Exercise aim >> Go through the material that comes after this and count the lines containing "chars"; report only the count.

Exercise material >>
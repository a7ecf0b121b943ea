//! Terminal styling utilities for the dashboard and predictor screens

use console::{style, Emoji};
use std::path::Path;

// Emoji icons with fallbacks for terminals that don't support them
pub static INFO: Emoji<'_, '_> = Emoji("ℹ️  ", "[*] ");
pub static WARN: Emoji<'_, '_> = Emoji("⚠️  ", "[!] ");
pub static CARD: Emoji<'_, '_> = Emoji("💳 ", "");
pub static FOLDER: Emoji<'_, '_> = Emoji("📂 ", "");
pub static TARGET: Emoji<'_, '_> = Emoji("🎯 ", "");
pub static BRAIN: Emoji<'_, '_> = Emoji("🧠 ", "");

/// Print the application banner
pub fn print_banner(version: &str, screen: &str) {
    println!();
    println!(
        "    {}{}",
        CARD,
        style("Customer Churn Intelligence").color256(208).bold()
    );
    println!(
        "    {} {}",
        style(screen).white().bold(),
        style(format!("v{}", version)).dim()
    );
    println!("    {}", style("━".repeat(50)).dim());
    println!();
}

/// Print the dataset card shown after loading
pub fn print_dataset_card(input: &Path, target: &str, rows: usize, cols: usize) {
    println!("      {} File:    {}", FOLDER, truncate_path(input, 40));
    println!("      {} Target:  {}", TARGET, truncate_string(target, 40));
    println!("      Rows: {}    Columns: {}", style(rows).yellow(), style(cols).yellow());
}

/// Print a section header with styling
pub fn print_section_header(number: usize, title: &str) {
    println!();
    println!(
        "    {} {} {}",
        style(format!("{}", number)).color256(208).bold(),
        style("│").dim(),
        style(title).white().bold()
    );
    println!("    {}", style("─".repeat(60)).dim());
}

/// Print a success message
pub fn print_success(message: &str) {
    println!("    {} {}", style("✓").green().bold(), style(message).green());
}

/// Print an info message
pub fn print_info(message: &str) {
    println!("    {} {}", INFO, message);
}

/// Print a warning message
pub fn print_warning(message: &str) {
    println!("    {} {}", WARN, style(message).yellow());
}

/// Print a fatal error message to stderr
pub fn print_error(message: &str) {
    eprintln!("    {} {}", style("❌").red(), style(message).red().bold());
}

/// Print a narrative insight line
pub fn print_insight(heading: &str, text: &str) {
    println!(
        "    {} {} {}",
        BRAIN,
        style(format!("{}:", heading)).bold(),
        text
    );
}

/// Format a number rounded to an integer with thousands separators
pub fn format_thousands(value: f64) -> String {
    let rounded = value.round();
    let digits = format!("{:.0}", rounded.abs());
    let mut out = String::with_capacity(digits.len() + digits.len() / 3);
    for (i, ch) in digits.chars().enumerate() {
        if i > 0 && (digits.len() - i) % 3 == 0 {
            out.push(',');
        }
        out.push(ch);
    }
    if rounded < 0.0 {
        format!("-{}", out)
    } else {
        out
    }
}

/// Format a fraction in [0, 1] as a percentage
pub fn format_rate(rate: f64, decimals: usize) -> String {
    format!("{:.*}%", decimals, rate * 100.0)
}

/// Horizontal bar for a fraction in [0, 1]
pub fn rate_bar(rate: f64, width: usize) -> String {
    let filled = (rate.clamp(0.0, 1.0) * width as f64).round() as usize;
    format!("{}{}", "█".repeat(filled), "░".repeat(width - filled))
}

// Helper functions

fn truncate_path(path: &Path, max_len: usize) -> String {
    let path_str = path.display().to_string();
    truncate_string(&path_str, max_len)
}

pub fn truncate_string(s: &str, max_len: usize) -> String {
    let chars: Vec<char> = s.chars().collect();
    if chars.len() <= max_len {
        s.to_string()
    } else {
        let tail: String = chars[chars.len() - (max_len - 3)..].iter().collect();
        format!("...{}", tail)
    }
}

Completed task >> 4